• ACTIVITY:
Pull out every line in the data that has the string "NodeKey" in it.

(Collected data)
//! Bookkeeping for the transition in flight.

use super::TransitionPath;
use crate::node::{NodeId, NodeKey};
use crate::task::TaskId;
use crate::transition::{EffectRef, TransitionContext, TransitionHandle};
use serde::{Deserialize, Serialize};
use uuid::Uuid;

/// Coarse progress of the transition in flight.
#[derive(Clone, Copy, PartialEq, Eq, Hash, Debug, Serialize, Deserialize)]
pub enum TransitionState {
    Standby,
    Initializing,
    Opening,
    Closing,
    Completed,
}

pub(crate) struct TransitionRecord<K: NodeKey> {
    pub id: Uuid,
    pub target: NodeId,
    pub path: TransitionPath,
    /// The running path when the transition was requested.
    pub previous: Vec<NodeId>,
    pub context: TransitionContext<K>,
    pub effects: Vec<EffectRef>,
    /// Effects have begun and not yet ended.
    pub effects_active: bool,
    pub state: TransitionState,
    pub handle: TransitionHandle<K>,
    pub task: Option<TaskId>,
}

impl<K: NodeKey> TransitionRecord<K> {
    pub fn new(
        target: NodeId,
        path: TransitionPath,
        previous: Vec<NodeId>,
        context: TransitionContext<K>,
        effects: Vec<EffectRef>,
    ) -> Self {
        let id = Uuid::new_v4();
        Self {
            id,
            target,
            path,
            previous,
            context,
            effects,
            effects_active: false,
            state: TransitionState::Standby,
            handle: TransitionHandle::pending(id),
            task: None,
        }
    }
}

• WRITTEN SOLUTION:
use crate::node::{NodeId, NodeKey};
pub(crate) struct TransitionRecord<K: NodeKey> {
impl<K: NodeKey> TransitionRecord<K> {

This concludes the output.